■ **Assigned task**
In the entries below, the line with "promotion or purging." marks the start. Return it and every following line exactly, ending with the last.

BEGIN Given records

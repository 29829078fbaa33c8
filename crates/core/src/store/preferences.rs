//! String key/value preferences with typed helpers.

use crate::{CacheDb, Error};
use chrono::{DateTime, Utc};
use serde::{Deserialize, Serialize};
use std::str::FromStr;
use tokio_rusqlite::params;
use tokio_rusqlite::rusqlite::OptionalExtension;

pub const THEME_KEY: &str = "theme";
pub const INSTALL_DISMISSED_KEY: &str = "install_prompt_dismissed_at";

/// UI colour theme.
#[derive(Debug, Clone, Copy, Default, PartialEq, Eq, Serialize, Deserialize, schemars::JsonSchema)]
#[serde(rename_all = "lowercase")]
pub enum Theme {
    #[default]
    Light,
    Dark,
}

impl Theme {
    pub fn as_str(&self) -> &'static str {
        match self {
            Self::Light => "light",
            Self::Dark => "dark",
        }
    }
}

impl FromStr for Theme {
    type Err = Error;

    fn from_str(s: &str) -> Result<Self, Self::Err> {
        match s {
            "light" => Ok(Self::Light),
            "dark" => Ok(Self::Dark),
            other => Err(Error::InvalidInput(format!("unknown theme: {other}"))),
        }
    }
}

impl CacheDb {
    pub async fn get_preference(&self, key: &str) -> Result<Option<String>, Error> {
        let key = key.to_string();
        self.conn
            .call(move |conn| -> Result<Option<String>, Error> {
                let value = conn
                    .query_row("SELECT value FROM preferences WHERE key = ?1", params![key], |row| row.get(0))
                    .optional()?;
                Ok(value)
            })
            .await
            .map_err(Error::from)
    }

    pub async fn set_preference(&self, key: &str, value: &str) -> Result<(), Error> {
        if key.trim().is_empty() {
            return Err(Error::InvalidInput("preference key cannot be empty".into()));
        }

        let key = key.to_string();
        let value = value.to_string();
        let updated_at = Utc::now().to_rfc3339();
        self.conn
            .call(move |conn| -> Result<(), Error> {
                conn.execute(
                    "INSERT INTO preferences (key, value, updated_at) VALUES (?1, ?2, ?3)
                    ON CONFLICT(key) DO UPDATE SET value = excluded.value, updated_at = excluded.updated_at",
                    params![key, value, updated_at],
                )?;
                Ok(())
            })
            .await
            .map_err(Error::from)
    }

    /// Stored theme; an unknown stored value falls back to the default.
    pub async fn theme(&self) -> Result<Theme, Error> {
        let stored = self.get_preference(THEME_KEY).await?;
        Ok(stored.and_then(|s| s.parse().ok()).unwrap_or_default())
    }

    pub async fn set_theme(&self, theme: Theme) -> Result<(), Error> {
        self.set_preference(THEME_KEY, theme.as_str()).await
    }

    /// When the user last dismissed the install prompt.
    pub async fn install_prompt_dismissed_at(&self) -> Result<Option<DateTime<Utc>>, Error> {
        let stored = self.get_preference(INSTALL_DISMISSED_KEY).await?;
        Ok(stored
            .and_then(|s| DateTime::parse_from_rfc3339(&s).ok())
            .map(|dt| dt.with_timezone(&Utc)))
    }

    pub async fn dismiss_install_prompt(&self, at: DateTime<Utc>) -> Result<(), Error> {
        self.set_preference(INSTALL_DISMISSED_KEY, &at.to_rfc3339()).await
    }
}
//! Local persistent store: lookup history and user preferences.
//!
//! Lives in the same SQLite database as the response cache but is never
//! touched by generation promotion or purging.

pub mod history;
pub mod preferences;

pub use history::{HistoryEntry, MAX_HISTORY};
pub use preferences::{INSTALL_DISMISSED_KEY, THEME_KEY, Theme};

END Given records

■ **Task result**
//! touched by generation promotion or purging.

pub mod history;
pub mod preferences;

pub use history::{HistoryEntry, MAX_HISTORY};
pub use preferences::{INSTALL_DISMISSED_KEY, THEME_KEY, Theme};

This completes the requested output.